Walker gave some advice for those looking into joining the program. He said, “This assignment has provided multiple opportunities for both professional and personal growth. Professionally, I’ve leaned on my leadership, research, and communication skills. In regards to the personal impact, I would categorize this experience as transformational. The way I look at the world, humility of man, and the notion of community has evolved tremendously. I know that this experience is just the beginning for my future volunteer endeavours.”
Moss was assigned to the Agriculture Technical High School Emile Badiane of Bignona in Bignona, Senegal. Her assignment consisted of a 20-day journey to Senegal, West Africa to help and train the host to develop a website and a database for monitoring and tracking graduates. The Agriculture Technical Highschool of Bignona and The Ziguinchor Horticulture Initiation Center staff and teachers attended Moss’s workshop learning to acquire and manage a website. Also, she developed a methodology and database to track employment of graduates.
Salif was assigned the Training of Trainers in Computer Information Systems & Information Technology in Agriculture Schools in Dabola, Guinea.
Dr. Maurice Dawson, Jr., professor in information systems, was the faculty member for both assignments in Senegal. The assignments offered by Winrock International allow faculty to work directly with a Ministry of Agriculture or government entity. These projects can range from application development to implement document management systems for large universities.
In collaboration with Dakar, Senegal, Dawson was assigned the Training-of-Trainers in Management Accounting Tools for the Horticulture Initiation Center of St. Louis in January this year in St. Louis. In July 2016, he was assigned the Assistance of the Office of Vocational Agriculture Education for the Establishment of Functional Website for the Ministre de l’Agriculture et de l’Equipement Rural in Dakar, Senegal.
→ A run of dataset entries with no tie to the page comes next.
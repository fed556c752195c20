//! SCSS compilation backend built on the grass crate.
//!
//! Copyright (c) 2025 Posit, PBC
//!
//! This crate is the boundary to the actual Sass engine. It wraps
//! [`grass`], a pure Rust implementation targeting dart-sass, behind two
//! free functions:
//! - [`compile_string`]: compile in-memory source text
//! - [`compile_file`]: compile a stylesheet from disk
//!
//! Both take a [`Settings`] record describing output style, load paths and
//! input syntax. Nothing here knows about compilation contexts or the
//! value hierarchy; that layering lives in the `sasskit` crate.

use std::io;
use std::path::{Path, PathBuf};

use grass::{InputSyntax, Options, OutputStyle};
use thiserror::Error;

/// Errors reported by the grass backend.
#[derive(Debug, Error)]
pub enum EngineError {
    /// The engine rejected the input. The message is grass's diagnostic
    /// text verbatim, including the source span when grass reports one.
    #[error("SCSS compilation failed: {message}")]
    Compile { message: String },

    /// The input file could not be read.
    #[error("failed to read input file {}: {source}", path.display())]
    Io {
        path: PathBuf,
        #[source]
        source: io::Error,
    },
}

/// Input syntax for string sources.
///
/// File sources are not affected; grass infers their syntax from the file
/// extension.
#[derive(Debug, Clone, Copy, Default, PartialEq, Eq)]
pub enum SourceSyntax {
    #[default]
    Scss,
    /// The whitespace-sensitive indented syntax (`.sass`).
    Indented,
    Css,
}

impl SourceSyntax {
    fn to_grass(self) -> InputSyntax {
        match self {
            SourceSyntax::Scss => InputSyntax::Scss,
            SourceSyntax::Indented => InputSyntax::Sass,
            SourceSyntax::Css => InputSyntax::Css,
        }
    }
}

/// Compilation settings forwarded to grass.
#[derive(Debug, Clone)]
pub struct Settings {
    /// Produce compressed output instead of the expanded default.
    pub compressed: bool,

    /// Directories searched for `@use`/`@import` resolution, in order.
    pub load_paths: Vec<PathBuf>,

    /// Syntax of string sources.
    pub syntax: SourceSyntax,

    /// Suppress engine warnings.
    pub quiet: bool,

    /// Whether the engine may emit a leading `@charset` or byte-order
    /// mark when the output contains non-ASCII characters.
    pub emit_charset: bool,
}

impl Default for Settings {
    fn default() -> Self {
        Self {
            compressed: false,
            load_paths: Vec::new(),
            syntax: SourceSyntax::default(),
            quiet: false,
            emit_charset: true,
        }
    }
}

fn output_style(settings: &Settings) -> OutputStyle {
    if settings.compressed {
        OutputStyle::Compressed
    } else {
        OutputStyle::Expanded
    }
}

/// Compile SCSS source text to CSS.
///
/// # Arguments
///
/// * `source` - The source text, already decoded
/// * `settings` - Output style, load paths and input syntax
///
/// # Returns
///
/// Compiled CSS on success, [`EngineError::Compile`] with grass's
/// diagnostic message on failure.
pub fn compile_string(source: &str, settings: &Settings) -> Result<String, EngineError> {
    let options = Options::default()
        .style(output_style(settings))
        .quiet(settings.quiet)
        .allows_charset(settings.emit_charset)
        .input_syntax(settings.syntax.to_grass())
        .load_paths(&settings.load_paths);

    tracing::debug!(
        bytes = source.len(),
        compressed = settings.compressed,
        "compiling string source"
    );

    grass::from_string(source, &options).map_err(|e| EngineError::Compile {
        message: e.to_string(),
    })
}

/// Compile a stylesheet from disk to CSS.
///
/// Readability of `path` is checked here, not by callers: a missing or
/// unreadable input surfaces as [`EngineError::Io`] carrying the path.
/// Imports resolve relative to the file's directory first, then through
/// the load paths.
pub fn compile_file(path: &Path, settings: &Settings) -> Result<String, EngineError> {
    if let Err(source) = std::fs::metadata(path) {
        return Err(EngineError::Io {
            path: path.to_path_buf(),
            source,
        });
    }

    // grass takes the input path as a string.
    let input = path.to_str().ok_or_else(|| EngineError::Io {
        path: path.to_path_buf(),
        source: io::Error::from(io::ErrorKind::InvalidInput),
    })?;

    let options = Options::default()
        .style(output_style(settings))
        .quiet(settings.quiet)
        .allows_charset(settings.emit_charset)
        .load_paths(&settings.load_paths);

    tracing::debug!(path = %path.display(), compressed = settings.compressed, "compiling file source");

    grass::from_path(input, &options).map_err(|e| EngineError::Compile {
        message: e.to_string(),
    })
}
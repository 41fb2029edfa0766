use log::{debug, info};
use std::net::{IpAddr, SocketAddr};
use std::time::Duration;

use crate::core::protocol::{ControlMessage, REGISTERED};
use crate::core::{Config, FileListing, PeerIdentity};
use crate::network::Transport;
use crate::utils::{P2PError, Result};

/// Requesting side of the control channel.
///
/// Every exchange opens a transient reply acceptor on the control port, sends one
/// request datagram and waits a bounded time for the index to connect back.
pub struct Discovery {
    identity: PeerIdentity,
    listen_ip: IpAddr,
    control_port: u16,
    broadcast_ip: IpAddr,
    ack_timeout: Duration,
    reply_timeout: Duration,
}

impl Discovery {
    pub fn new(identity: PeerIdentity, config: &Config) -> Result<Self> {
        Ok(Self {
            identity,
            listen_ip: config.listen_ip(),
            control_port: config.control_port,
            broadcast_ip: config.resolve_broadcast(identity.ip())?,
            ack_timeout: config.ack_timeout(),
            reply_timeout: config.reply_timeout(),
        })
    }

    pub fn broadcast_ip(&self) -> IpAddr {
        self.broadcast_ip
    }

    /// Broadcast our listing. `Some(index)` when an index acknowledged within the
    /// ack bound, `None` when nobody answered.
    pub async fn register(&self, listing: &FileListing) -> Result<Option<PeerIdentity>> {
        info!(
            "Broadcasting registration to {} ({} files)",
            self.broadcast_ip,
            listing.len()
        );
        self.register_at(self.broadcast_ip, listing).await
    }

    /// Same exchange sent straight to a known index.
    pub async fn register_with(
        &self,
        index: PeerIdentity,
        listing: &FileListing,
    ) -> Result<Option<PeerIdentity>> {
        self.register_at(index.ip(), listing).await
    }

    async fn register_at(&self, dest: IpAddr, listing: &FileListing) -> Result<Option<PeerIdentity>> {
        let message = ControlMessage::Register(listing.clone());
        match self.exchange(dest, &message, self.ack_timeout).await {
            Ok((index, reply)) => {
                let ack = String::from_utf8_lossy(&reply);
                if ack.trim() != REGISTERED {
                    return Err(P2PError::InvalidResponse(format!(
                        "expected {} from {}, got {:?}",
                        REGISTERED, index, ack
                    )));
                }
                info!("{} from index {}", REGISTERED, index);
                Ok(Some(index))
            }
            Err(P2PError::Timeout(_)) => {
                debug!("No registration ack within {:?}", self.ack_timeout);
                Ok(None)
            }
            Err(e) => Err(e),
        }
    }

    /// The index's full registry snapshot.
    pub async fn retrieve(&self, index: PeerIdentity) -> Result<String> {
        let (_, reply) = self
            .exchange(index.ip(), &ControlMessage::Retrieve, self.reply_timeout)
            .await?;
        Ok(String::from_utf8_lossy(&reply).into_owned())
    }

    /// One peer's listing as the index knows it; empty when the index has no entry.
    pub async fn lookup(&self, index: PeerIdentity, target: PeerIdentity) -> Result<FileListing> {
        let (_, reply) = self
            .exchange(index.ip(), &ControlMessage::Lookup(target), self.reply_timeout)
            .await?;
        Ok(FileListing::decode(&String::from_utf8_lossy(&reply)))
    }

    /// Best-effort; the index never acknowledges.
    pub async fn unregister(&self, index: PeerIdentity) -> Result<()> {
        info!("Unregistering from index {}", index);
        self.send(index.ip(), &ControlMessage::Unregister).await
    }

    async fn send(&self, dest: IpAddr, message: &ControlMessage) -> Result<()> {
        Transport::send_datagram(
            self.identity.ip(),
            SocketAddr::new(dest, self.control_port),
            &message.encode(),
        )
        .await
    }

    async fn exchange(
        &self,
        dest: IpAddr,
        message: &ControlMessage,
        limit: Duration,
    ) -> Result<(PeerIdentity, Vec<u8>)> {
        // Acceptor first, so a fast index cannot answer before we listen.
        let acceptor = Transport::listen(SocketAddr::new(self.listen_ip, self.control_port))?;
        self.send(dest, message).await?;

        let (from, reply) = Transport::receive_reply(&acceptor, limit).await?;
        debug!(
            "{} reply from {}: {} bytes",
            message.kind(),
            from,
            reply.len()
        );
        Ok((PeerIdentity(from), reply))
    }
}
Assignment number ET-103 will be the first assignment with Catholic Relief Services (CRS). the assignment will improve the livelihoods and nutritional status of significant numbers of low income households by broadening their participation in established commodity value chains as producers and services providers, strengthening community resilience to shocks such as droughts that adversely affect livelihoods, and preserving and enhancing natural resources upon which most rural communities depend.The project will also collaborate with Metemamen MFI staff to assess the existing gaps in the staff knowledge on mobile banking and look for the best practices.
Dawson said, “Many of their IT assignments are very technical. I will be the the person going to work with the bank. This will coincide after completing half of a Fulbright Grant to Prince Sultan University in Riyadh, Saudi Arabia. My expectation is that after this assignment that students also have the opportunity to do work with CRS as they have assignments mainly in East Africa.”